転職の理由が、年収をアップさせたいという理由の場合、今の年収よりも高い企業を選ぶでしょう。企業が出す求人票には、「年収○○万以上」とはかかれていないことが多いです。ほぼ書かれていませんね。

転職するときには、自分の中での希望年収というものが決まっているでしょう。ただ、それを面接の際に「年収はどの程度いただけますか?」とはなかなか聞きにくいものです。

100年に1度の大不況というこの世の中、まだ採用していない人の年収のことまで、論説間の頭に入っていないもの。もちろん転職先の状況によってケースはさまざまです。

大手企業などでは、給与規定がきっちりとしていることが多く、転職1年目の年収が希望を反映してくれることは厳しいようです。それに比べると、少し緩和なのが、実力のあるベンチャー企業や中小企業です。このような企業を受ける場合には、しっかりと自分の希望年収を主張すべきですね。
そのときに、忘れてならないのが自分の年収の相場を把握することです。

企業とは、上層部の意向に従えばそのまま通るという場所です。ですから、面接官が示す額に黙って従えば、安めの金額に落ち着くのは当たり前です。だからといって、根拠のないくらいの高額を要求したら確実に悪い印象を与えてしまいます。
「自分を何ひとつわかっていない人材だ」というように。

そうなることを防ぐためにも、下調べが必要になってきます。
その下調べとは、自分の年収の相場がどのくらいかということを知っておくことです。
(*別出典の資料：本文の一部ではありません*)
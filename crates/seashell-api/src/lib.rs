//! Frozen catalogue of driver-facing API class signatures.
//!
//! This is the data the rewriter's type inference runs on: for every shell
//! class, which attributes it exposes, whether a call to an attribute yields
//! a deferred (promise-like) value, and what the call returns.
//!
//! The catalogue is static and never mutated. Return types are given by
//! class *name* so mutually referring classes need no definition order;
//! consumers resolve names on lookup.

// ─── Signature model ─────────────────────────────────────────────────────────

/// Lowest and highest server version an attribute is compatible with.
/// Consumed by version-gating collaborators; the rewriter ignores it.
pub type ServerVersions = [&'static str; 2];

pub const ALL_SERVER_VERSIONS: ServerVersions = ["0.0.0", "999.999.999"];

#[derive(Debug, Clone, Copy, PartialEq, Eq)]
pub enum AttributeKind {
    /// A plain (non-callable) value. Its type is opaque to the rewriter.
    Value,
    /// A callable member.
    Function {
        /// True when a call yields a deferred value the shell must await.
        returns_deferred: bool,
        /// Class name of the call's result, `None` when opaque.
        return_type: Option<&'static str>,
    },
}

#[derive(Debug, Clone, Copy)]
pub struct Attribute {
    pub name: &'static str,
    pub kind: AttributeKind,
    pub server_versions: ServerVersions,
}

#[derive(Debug, Clone, Copy)]
pub struct ClassSignature {
    pub name: &'static str,
    pub attributes: &'static [Attribute],
}

// ─── Well-known names ────────────────────────────────────────────────────────

/// Class of the root API entry point.
pub const ROOT_CLASS: &str = "Database";

/// Class produced when an unknown attribute is read off the root object.
/// Models the root's dynamic any-name-yields-a-collection behaviour.
pub const DEFAULT_CHILD_CLASS: &str = "Collection";

/// Global under which the root object is bound in every session.
pub const ROOT_BINDING: &str = "db";

// ─── Dataset ─────────────────────────────────────────────────────────────────

const fn returning(return_type: &'static str) -> AttributeKind {
    AttributeKind::Function { returns_deferred: false, return_type: Some(return_type) }
}

const fn deferred() -> AttributeKind {
    AttributeKind::Function { returns_deferred: true, return_type: None }
}

const fn deferred_returning(return_type: &'static str) -> AttributeKind {
    AttributeKind::Function { returns_deferred: true, return_type: Some(return_type) }
}

const fn attr(name: &'static str, kind: AttributeKind) -> Attribute {
    Attribute { name, kind, server_versions: ALL_SERVER_VERSIONS }
}

/// The complete, immutable signature catalogue.
pub fn signatures() -> &'static [ClassSignature] {
    SIGNATURES
}

static SIGNATURES: &[ClassSignature] = &[
    ClassSignature {
        name: "Database",
        attributes: &[
            attr("getCollection", returning("Collection")),
            attr("aggregate", returning("Cursor")),
            attr("runCommand", deferred()),
            attr("dropDatabase", deferred()),
            attr("listCollections", deferred()),
            attr("name", AttributeKind::Value),
        ],
    },
    ClassSignature {
        name: "Collection",
        attributes: &[
            attr("find", returning("Cursor")),
            attr("aggregate", returning("Cursor")),
            attr("findOne", deferred()),
            attr("insertOne", deferred_returning("InsertOneResult")),
            attr("insertMany", deferred_returning("InsertManyResult")),
            attr("updateOne", deferred_returning("UpdateResult")),
            attr("updateMany", deferred_returning("UpdateResult")),
            attr("deleteOne", deferred_returning("DeleteResult")),
            attr("deleteMany", deferred_returning("DeleteResult")),
            attr("countDocuments", deferred()),
            attr("estimatedDocumentCount", deferred()),
            attr("distinct", deferred()),
            attr("drop", deferred()),
            attr("name", AttributeKind::Value),
        ],
    },
    ClassSignature {
        name: "Cursor",
        attributes: &[
            // chainable builders
            attr("sort", returning("Cursor")),
            attr("limit", returning("Cursor")),
            attr("skip", returning("Cursor")),
            attr("projection", returning("Cursor")),
            attr("batchSize", returning("Cursor")),
            attr("maxTimeMS", returning("Cursor")),
            // exhausting reads
            attr("toArray", deferred()),
            attr("next", deferred()),
            attr("hasNext", deferred()),
            attr("forEach", deferred()),
            attr("count", deferred()),
            attr("itcount", deferred()),
            attr("close", deferred()),
        ],
    },
    ClassSignature { name: "InsertOneResult", attributes: &[] },
    ClassSignature { name: "InsertManyResult", attributes: &[] },
    ClassSignature { name: "UpdateResult", attributes: &[] },
    ClassSignature { name: "DeleteResult", attributes: &[] },
];

// ─── Tests ───────────────────────────────────────────────────────────────────
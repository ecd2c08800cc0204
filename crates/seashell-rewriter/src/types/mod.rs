//! Type model for inference: a class handle into the frozen signature
//! catalogue, or a function shape, or nothing known at all.

pub mod registry;

pub use registry::SignatureRegistry;

/// Index of a class inside the [`SignatureRegistry`] arena. Stable for the
/// lifetime of the registry and cheap to copy around during inference.
pub type ClassId = usize;

/// What the rewriter knows about a value.
#[derive(Debug, Clone, PartialEq, Eq)]
pub enum TypeDesc {
    /// No usable information. Most expressions end up here.
    Unknown,
    /// An instance of a catalogued API class.
    Class(ClassId),
    /// A user-defined function. `ret` is the inferred type of its first
    /// returned or assigned value.
    Function {
        returns_deferred: bool,
        ret: Box<TypeDesc>,
    },
}

impl TypeDesc {
    pub fn is_unknown(&self) -> bool {
        matches!(self, TypeDesc::Unknown)
    }
}
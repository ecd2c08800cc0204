use std::collections::HashMap;

use crate::types::TypeDesc;

/// Lexically scoped name-to-type bindings. The outermost scope is the REPL
/// session scope and survives across submissions; inner scopes are pushed
/// and popped around function bodies during inference.
#[derive(Debug, Clone)]
pub struct SymbolTable {
    scopes: Vec<HashMap<String, TypeDesc>>,
}

impl SymbolTable {
    pub fn new() -> Self {
        Self { scopes: vec![HashMap::new()] }
    }

    pub fn push_scope(&mut self) {
        self.scopes.push(HashMap::new());
    }

    pub fn pop_scope(&mut self) {
        // the session scope is never popped
        if self.scopes.len() > 1 {
            self.scopes.pop();
        }
    }

    /// Binds `name` in the innermost scope, shadowing any outer binding.
    pub fn add(&mut self, name: impl Into<String>, ty: TypeDesc) {
        self.scopes
            .last_mut()
            .expect("symbol table always has a scope")
            .insert(name.into(), ty);
    }

    /// Innermost binding wins; unbound names are simply unknown.
    pub fn lookup(&self, name: &str) -> TypeDesc {
        for scope in self.scopes.iter().rev() {
            if let Some(ty) = scope.get(name) {
                return ty.clone();
            }
        }
        TypeDesc::Unknown
    }

    pub fn depth(&self) -> usize {
        self.scopes.len()
    }
}

impl Default for SymbolTable {
    fn default() -> Self {
        Self::new()
    }
}

#[cfg(test)]
mod tests {
    use super::*;

    #[test]
    fn innermost_binding_shadows() {
        let mut table = SymbolTable::new();
        table.add("x", TypeDesc::Class(0));
        table.push_scope();
        table.add("x", TypeDesc::Class(1));
        assert_eq!(table.lookup("x"), TypeDesc::Class(1));
        table.pop_scope();
        assert_eq!(table.lookup("x"), TypeDesc::Class(0));
    }

    #[test]
    fn unbound_is_unknown() {
        let table = SymbolTable::new();
        assert!(table.lookup("nope").is_unknown());
    }

    #[test]
    fn session_scope_survives_pop() {
        let mut table = SymbolTable::new();
        table.pop_scope();
        assert_eq!(table.depth(), 1);
    }
}
//! Interactive-evaluator concerns that sit outside the main rewrite:
//! continuation detection, top-level `await` wrapping and the one-time
//! runtime support snippet.

pub mod recover;
pub mod support;
pub mod top_level_await;

pub use recover::is_recoverable;
pub use support::runtime_support_code;
pub use top_level_await::process_top_level_await;
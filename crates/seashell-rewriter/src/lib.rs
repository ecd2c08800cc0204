//! Automatic await-insertion for an interactive shell speaking a
//! promise-based scripting language.
//!
//! The shell's API is synchronous on the surface but asynchronous
//! underneath; this crate rewrites each submission so calls known to return
//! deferred values are awaited transparently.
//!
//! - [`syntax`] — lexer, token stream and recursive-descent parser
//! - [`types`] — type model and the frozen API signature catalogue
//! - [`analysis`] — symbol table and the type-inferring rewriter
//! - [`repl`] — continuation detection, top-level `await`, runtime support
//!
//! [`Session`] ties these together and persists inferred bindings across
//! submissions:
//!
//! ```
//! use seashell_rewriter::Session;
//!
//! let mut session = Session::new();
//! assert_eq!(
//!     session.rewrite("db.coll.findOne()").unwrap(),
//!     "(await db.coll.findOne())"
//! );
//! ```

pub mod analysis;
pub mod error;
pub mod repl;
pub mod syntax;
pub mod types;

pub use analysis::{Rewriter, SymbolTable};
pub use error::{Error, ErrorCode};
pub use repl::{is_recoverable, process_top_level_await, runtime_support_code};
pub use types::{SignatureRegistry, TypeDesc};

use syntax::lexer::Lexer;
use syntax::parser::Parser;

/// One interactive session. Holds the symbol table whose outermost scope
/// carries inferred bindings from submission to submission, seeded with the
/// connection root binding.
pub struct Session {
    symbols: SymbolTable,
}

impl Session {
    pub fn new() -> Self {
        let mut symbols = SymbolTable::new();
        symbols.add(
            seashell_api::ROOT_BINDING,
            SignatureRegistry::global().root_type(),
        );
        Session { symbols }
    }

    /// Rewrites one submission, wrapping deferred-returning calls in
    /// `(await …)` and recording any bindings it introduces.
    pub fn rewrite(&mut self, source: &str) -> Result<String, Error> {
        let tokens = Lexer::new(source).tokenize()?;
        let program = Parser::new(&tokens).parse()?;
        let mut rewriter =
            Rewriter::new(&tokens, SignatureRegistry::global(), &mut self.symbols);
        Ok(rewriter.rewrite_program(&program))
    }

    pub fn symbols(&self) -> &SymbolTable {
        &self.symbols
    }
}

impl Default for Session {
    fn default() -> Self {
        Self::new()
    }
}
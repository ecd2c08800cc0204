//! Frozen catalogue of API class signatures.
//!
//! Built once from the `seashell-api` dataset and shared process-wide. The
//! dataset names return types as strings; resolution to [`ClassId`] handles
//! happens lazily at lookup time, so forward references between classes in
//! the dataset need no ordering.

use std::collections::HashMap;

use once_cell::sync::Lazy;
use seashell_api::{AttributeKind, ClassSignature};

use crate::types::{ClassId, TypeDesc};

static GLOBAL: Lazy<SignatureRegistry> = Lazy::new(SignatureRegistry::standard);

pub struct SignatureRegistry {
    classes: Vec<&'static ClassSignature>,
    by_name: HashMap<&'static str, ClassId>,
    root: ClassId,
    default_child: ClassId,
}

impl SignatureRegistry {
    /// The registry built from the full published dataset.
    pub fn standard() -> Self {
        Self::from_signatures(seashell_api::signatures())
    }

    /// Process-wide shared instance.
    pub fn global() -> &'static Self {
        &GLOBAL
    }

    fn from_signatures(signatures: &'static [ClassSignature]) -> Self {
        let mut classes = Vec::with_capacity(signatures.len());
        let mut by_name = HashMap::with_capacity(signatures.len());
        for sig in signatures {
            by_name.insert(sig.name, classes.len());
            classes.push(sig);
        }
        let root = by_name[seashell_api::ROOT_CLASS];
        let default_child = by_name[seashell_api::DEFAULT_CHILD_CLASS];
        Self { classes, by_name, root, default_child }
    }

    pub fn class_id(&self, name: &str) -> Option<ClassId> {
        self.by_name.get(name).copied()
    }

    pub fn class_name(&self, id: ClassId) -> &'static str {
        self.classes[id].name
    }

    /// Handle of the connection root class.
    pub fn root(&self) -> ClassId {
        self.root
    }

    /// Handle of the class produced by unrecognized root attribute access.
    pub fn default_child(&self) -> ClassId {
        self.default_child
    }

    /// Type of the global binding representing the active connection.
    pub fn root_type(&self) -> TypeDesc {
        TypeDesc::Class(self.root)
    }

    /// Looks up `name` on class `id` and resolves its declared return type.
    /// `None` means the class has no such attribute at all.
    pub fn attr(&self, id: ClassId, name: &str) -> Option<TypeDesc> {
        let attribute = self.classes[id]
            .attributes
            .iter()
            .find(|a| a.name == name)?;
        Some(match attribute.kind {
            AttributeKind::Value => TypeDesc::Unknown,
            AttributeKind::Function { returns_deferred, return_type } => TypeDesc::Function {
                returns_deferred,
                ret: Box::new(self.resolve_name(return_type)),
            },
        })
    }

    fn resolve_name(&self, name: Option<&str>) -> TypeDesc {
        match name.and_then(|n| self.class_id(n)) {
            Some(id) => TypeDesc::Class(id),
            None => TypeDesc::Unknown,
        }
    }
}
しかし自分の年収の相場というものはなかなかわかりづらいものです。

人材紹介システムでは、相場を照会してくれたりしますが、全員がこのシステムを利用するわけではありませんよね。同業者、同年代の給与、年収などはしっかりと把握しておきましょう。

また、実力主義をうたっている企業相手では、雇用してもらう側もどんどん主張していいと思います。もちろん主張できるようなキャリアを積んで、自分の価値を高めて相手にも認めてもらえるような努力が必要になってきます。
それを踏まえて今よりも年収があがるということが絶対条件であるなら、きちんと主張すべきですね。

もし自分の希望年収を言ったことで、試験に落ちてしまうリスクもあります。しかし面接試験の際に、希望年収の話をしなかったのに、入社後やっぱりこの程度の額の年収は欲しい、など意見するようなら、会社内での評価がぐっと下がることにつながってしまいます。
うまく交渉をし、自分で納得のいく年収で働くというものは大変難しいですが、それを覚悟の上での転職を決意していただきたいものです。